Last Friday, the Metropolitan Museum of Art in New York revealed a new addition to its façade: a series of bronze sculptures by Jeffrey Gibson.
Since 2019, the Metropolitan Museum has commissioned sculptures occupying the niches on the front of the museum facing Fifth Avenue. Since 2024, the luxury motor company Genesis, a subsidiary of Hyundai, has been the sponsor of these commissions. Between September 2024 and June 2025, those spaces were occupied by a sculpture series called Long Tail Halo by the Korean sculptor Lee Bul. However, those works have been replaced by a new series, The Animal That Therefore I Am by the indigenous American artist Jeffrey Gibson. While Gibson has made use of many artistic media, including painting and performance, indigeneity features prominently in his work. The artist is of Cherokee descent and is a member of the Mississippi Band of Choctaw Indians. Specifically, according to a museum press release, Gibson’s work “critiques the reductive ways Indigenous culture has been historically flattened and misappropriated.”
Each of the four sculptures is around ten feet tall, each in the form of a different animal. There’s a hawk, a squirrel, a coyote, and a deer. The animals are all shown standing on two legs, dressed in cloth and beads, using patterns and colors that evoke the artistic traditions of indigenous cultures. These elements are executed with great skill, despite it being Gibson’s first time working with bronze. Gibson initially created the works by carving pieces of driftwood, which he then scanned and used to make casts for the bronze. The name of the series, The Animal That Therefore I Am, is derived from Jacques Derrida’s book of the same title, which discusses the philosophy surrounding what distinguishes humans from other animals, as well as the ethics of humanity’s domination and killing of animals. Derrida was considered radical in Western philosophy for considering animals. However, as Gibson reminds us, indigenous cultures in North America and beyond have commonly given animality a greater degree of respect through various forms of animism and spiritualism.
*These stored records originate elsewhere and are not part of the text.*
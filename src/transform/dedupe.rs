//! Duplicate ranking and removal.

use std::{collections::HashMap, sync::Arc};

use arrow::{
    array::{
        Array, ArrayRef, BooleanArray, Date32Array, Int32Array, Int64Array, RecordBatch,
        StringArray, UInt32Array,
    },
    compute::filter_record_batch,
    datatypes::{DataType, Field, Schema},
};

use super::Transform;
use crate::{
    columns,
    error::{Error, Result},
    schema,
};

/// One cell of a duplicate key. NULL is its own value, equal only to NULL.
#[derive(Debug, Clone, PartialEq, Eq, Hash)]
enum KeyCell {
    Null,
    Text(String),
    Int(i64),
    Date(i32),
    Bool(bool),
}

/// A transform that numbers rows within groups of identical key values.
///
/// Rows are visited in table order, so within each group the first row gets
/// rank 1, the next rank 2, and so on. The rank is appended as a non-null
/// `UInt32` column (`row_num` by default). An existing rank column is
/// replaced.
///
/// # Example
///
/// ```ignore
/// use layoffs_clean::RankDuplicates;
///
/// // Rank on all nine layoff columns
/// let rank = RankDuplicates::new();
///
/// // Rank on a subset
/// let rank = RankDuplicates::by(["company", "date"]);
/// ```
#[derive(Debug, Clone)]
pub struct RankDuplicates {
    columns: Vec<String>,
    rank_column: String,
}

impl RankDuplicates {
    /// Ranks on the full nine-column layoff key.
    pub fn new() -> Self {
        Self::by(schema::KEY_COLUMNS)
    }

    /// Ranks on specific columns.
    pub fn by<S: Into<String>>(columns: impl IntoIterator<Item = S>) -> Self {
        Self {
            columns: columns.into_iter().map(Into::into).collect(),
            rank_column: schema::ROW_NUM.to_string(),
        }
    }

    /// Sets the name of the appended rank column.
    #[must_use]
    pub fn rank_column(mut self, name: impl Into<String>) -> Self {
        self.rank_column = name.into();
        self
    }

    /// Returns the key columns.
    pub fn columns(&self) -> &[String] {
        &self.columns
    }

    fn cell(col: &ArrayRef, row: usize) -> Result<KeyCell> {
        if col.is_null(row) {
            return Ok(KeyCell::Null);
        }
        let any = col.as_any();
        let cell = match col.data_type() {
            DataType::Utf8 => any
                .downcast_ref::<StringArray>()
                .map(|a| KeyCell::Text(a.value(row).to_string())),
            DataType::Int64 => any
                .downcast_ref::<Int64Array>()
                .map(|a| KeyCell::Int(a.value(row))),
            DataType::Int32 => any
                .downcast_ref::<Int32Array>()
                .map(|a| KeyCell::Int(i64::from(a.value(row)))),
            DataType::Date32 => any
                .downcast_ref::<Date32Array>()
                .map(|a| KeyCell::Date(a.value(row))),
            DataType::Boolean => any
                .downcast_ref::<BooleanArray>()
                .map(|a| KeyCell::Bool(a.value(row))),
            _ => None,
        };
        cell.ok_or_else(|| {
            Error::transform(format!(
                "cannot use {} column as duplicate key",
                col.data_type()
            ))
        })
    }

    /// Computes the rank of every row without modifying the batch.
    ///
    /// # Errors
    ///
    /// Returns an error if a key column is missing or has an unsupported type.
    pub fn ranks(&self, batch: &RecordBatch) -> Result<Vec<u32>> {
        let key_columns: Vec<&ArrayRef> = self
            .columns
            .iter()
            .map(|name| columns::index_of(batch, name).map(|idx| batch.column(idx)))
            .collect::<Result<Vec<_>>>()?;

        let mut seen: HashMap<Vec<KeyCell>, u32> = HashMap::new();
        let mut ranks = Vec::with_capacity(batch.num_rows());

        for row in 0..batch.num_rows() {
            let key = key_columns
                .iter()
                .map(|col| Self::cell(col, row))
                .collect::<Result<Vec<_>>>()?;
            let count = seen.entry(key).or_insert(0);
            *count += 1;
            ranks.push(*count);
        }

        Ok(ranks)
    }
}

impl Default for RankDuplicates {
    fn default() -> Self {
        Self::new()
    }
}

impl Transform for RankDuplicates {
    fn apply(&self, batch: RecordBatch) -> Result<RecordBatch> {
        if self.columns.iter().any(|c| *c == self.rank_column) {
            return Err(Error::transform(format!(
                "rank column '{}' cannot be part of the key",
                self.rank_column
            )));
        }

        let ranks = UInt32Array::from(self.ranks(&batch)?);
        let schema = batch.schema();

        let mut fields: Vec<Field> = Vec::with_capacity(schema.fields().len() + 1);
        let mut arrays: Vec<ArrayRef> = Vec::with_capacity(schema.fields().len() + 1);
        for (idx, field) in schema.fields().iter().enumerate() {
            if field.name() != &self.rank_column {
                fields.push(field.as_ref().clone());
                arrays.push(Arc::clone(batch.column(idx)));
            }
        }
        fields.push(Field::new(&self.rank_column, DataType::UInt32, false));
        arrays.push(Arc::new(ranks));

        let new_schema = Arc::new(Schema::new_with_metadata(fields, schema.metadata().clone()));
        RecordBatch::try_new(new_schema, arrays).map_err(Error::Arrow)
    }
}

/// A transform that keeps only the rows with rank 1.
#[derive(Debug, Clone)]
pub struct RetainFirstRank {
    rank_column: String,
}

impl RetainFirstRank {
    /// Filters on the default `row_num` column.
    pub fn new() -> Self {
        Self::on(schema::ROW_NUM)
    }

    /// Filters on a named rank column.
    pub fn on(rank_column: impl Into<String>) -> Self {
        Self {
            rank_column: rank_column.into(),
        }
    }
}

impl Default for RetainFirstRank {
    fn default() -> Self {
        Self::new()
    }
}

impl Transform for RetainFirstRank {
    fn apply(&self, batch: RecordBatch) -> Result<RecordBatch> {
        let idx = columns::index_of(&batch, &self.rank_column)?;
        let ranks = batch
            .column(idx)
            .as_any()
            .downcast_ref::<UInt32Array>()
            .ok_or_else(|| {
                Error::schema_mismatch(format!("rank column '{}' must be UInt32", self.rank_column))
            })?;

        let mask: BooleanArray = ranks.iter().map(|r| Some(r == Some(1))).collect();
        if mask.true_count() == batch.num_rows() {
            return Ok(batch);
        }
        filter_record_batch(&batch, &mask).map_err(Error::Arrow)
    }
}

#[cfg(test)]
mod tests {
    use super::*;
    use crate::transform::Chain;

    fn create_test_batch() -> RecordBatch {
        let schema = Arc::new(Schema::new(vec![
            Field::new("company", DataType::Utf8, true),
            Field::new("industry", DataType::Utf8, true),
            Field::new("total_laid_off", DataType::Int64, true),
        ]));

        RecordBatch::try_new(
            schema,
            vec![
                Arc::new(StringArray::from(vec![
                    Some("Acme"),
                    Some("Acme"),
                    Some("Acme"),
                    Some("Globex"),
                    Some("Acme"),
                ])),
                Arc::new(StringArray::from(vec![
                    None,
                    None,
                    Some("NULL"),
                    None,
                    None,
                ])),
                Arc::new(Int64Array::from(vec![
                    Some(10),
                    Some(10),
                    Some(10),
                    Some(10),
                    None,
                ])),
            ],
        )
        .ok()
        .unwrap_or_else(|| panic!("Should create batch"))
    }

    fn rank_values(batch: &RecordBatch) -> Vec<u32> {
        let idx = columns::index_of(batch, schema::ROW_NUM)
            .ok()
            .unwrap_or_else(|| panic!("Should have rank column"));
        batch
            .column(idx)
            .as_any()
            .downcast_ref::<UInt32Array>()
            .unwrap_or_else(|| panic!("Should be UInt32Array"))
            .values()
            .to_vec()
    }

    #[test]
    fn test_null_equals_null_but_not_text_null() {
        let rank = RankDuplicates::by(["company", "industry", "total_laid_off"]);
        let ranks = rank
            .ranks(&create_test_batch())
            .ok()
            .unwrap_or_else(|| panic!("Should rank"));
        // Rows 0 and 1 share (Acme, NULL, 10); row 2 has the text "NULL".
        assert_eq!(ranks, vec![1, 2, 1, 1, 1]);
    }

    #[test]
    fn test_rank_appends_column() {
        let rank = RankDuplicates::by(["company", "industry", "total_laid_off"]);
        let result = rank
            .apply(create_test_batch())
            .ok()
            .unwrap_or_else(|| panic!("Should rank"));
        assert_eq!(result.num_columns(), 4);
        assert_eq!(result.schema().field(3).name(), schema::ROW_NUM);
        assert!(!result.schema().field(3).is_nullable());
        assert_eq!(rank_values(&result), vec![1, 2, 1, 1, 1]);
    }

    #[test]
    fn test_rerank_replaces_existing_column() {
        let rank = RankDuplicates::by(["company"]);
        let once = rank
            .apply(create_test_batch())
            .ok()
            .unwrap_or_else(|| panic!("Should rank"));
        let twice = rank
            .apply(once)
            .ok()
            .unwrap_or_else(|| panic!("Should rank again"));
        assert_eq!(twice.num_columns(), 4);
        assert_eq!(rank_values(&twice), vec![1, 2, 3, 1, 4]);
    }

    #[test]
    fn test_retain_first_rank() {
        let chain = Chain::new()
            .then(RankDuplicates::by(["company", "industry", "total_laid_off"]))
            .then(RetainFirstRank::new());
        let result = chain
            .apply(create_test_batch())
            .ok()
            .unwrap_or_else(|| panic!("Should dedupe"));
        assert_eq!(result.num_rows(), 4);
        assert!(rank_values(&result).iter().all(|&r| r == 1));
    }

    #[test]
    fn test_dedupe_is_idempotent() {
        let chain = Chain::new()
            .then(RankDuplicates::by(["company", "industry", "total_laid_off"]))
            .then(RetainFirstRank::new());
        let once = chain
            .apply(create_test_batch())
            .ok()
            .unwrap_or_else(|| panic!("Should dedupe"));
        let twice = chain
            .apply(once.clone())
            .ok()
            .unwrap_or_else(|| panic!("Should dedupe again"));
        assert_eq!(once, twice);
    }

    #[test]
    fn test_missing_key_column() {
        let rank = RankDuplicates::new();
        let result = rank.apply(create_test_batch());
        assert!(matches!(result, Err(Error::ColumnNotFound { .. })));
    }

    #[test]
    fn test_rank_column_in_key_is_rejected() {
        let rank = RankDuplicates::by(["company", "row_num"]);
        assert!(rank.apply(create_test_batch()).is_err());
    }

    #[test]
    fn test_retain_requires_rank_column() {
        let result = RetainFirstRank::new().apply(create_test_batch());
        assert!(matches!(result, Err(Error::ColumnNotFound { .. })));
    }

    #[test]
    fn test_empty_batch() {
        let batch = create_test_batch().slice(0, 0);
        let result = RankDuplicates::by(["company"])
            .apply(batch)
            .ok()
            .unwrap_or_else(|| panic!("Should rank empty batch"));
        assert_eq!(result.num_rows(), 0);
    }
}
In giving the animals elements of human material culture, what the artist calls “regalia”, Gibson’s sculptures comment on how animals have been forced to adapt their lives to comply with human encroachment on the environment. He distinguishes between regalia and mere clothing in that the former “is imbued with the ability to transform oneself — while you’re wearing it, you are a different being.” Animals’ need to adapt to humanity’s domination is further reinforced by the fact that all four animals are native to the New York area, including the Hudson Valley, where the artist now lives and works. Furthermore, the Metropolitan Museum’s location is incredibly appropriate for these works’ exhibition. The museum is located on Fifth Avenue, but is mainly situated in Central Park, the bulk of the museum building jutting into the green space. The museum is therefore located at the threshold between a world made of concrete and asphalt and one that, though man-made, is more akin to nature.
Gibson initially conceived of the project’s central theme over a decade ago while painting on elk hides. During a discussion on the sculptures, Gibson said that using the skins made him come face-to-face with the realities of using animals for our benefit. When painting on hides, “you come across scars. You come across hair follicles. You’re reminded that it’s an animal.” Unlike other forms of anthropomorphization, Gibson does not necessarily give his animals names and genders. Rather, he references the qualities of each animal, the lessons humanity has learned from them, and the many names that they go by in different indigenous languages. The hawk has the title they carry messages between light and dark spaces bia̱kak/dawodv/hawk, while the deer is called they teach us to be sensitive and to trust our instincts issi/awi/deer. The coyote has the name they are witty and transform themselves in order to guide us nashoba holba/wayaha/coyote, and lastly the squirrel is titled they plan and prepare for the future fvni/sa lo li/squirrel.
The Metropolitan Museum will exhibit Jeffrey Gibson’s The Animal That Therefore I Am on the museum façade through June 9, 2026.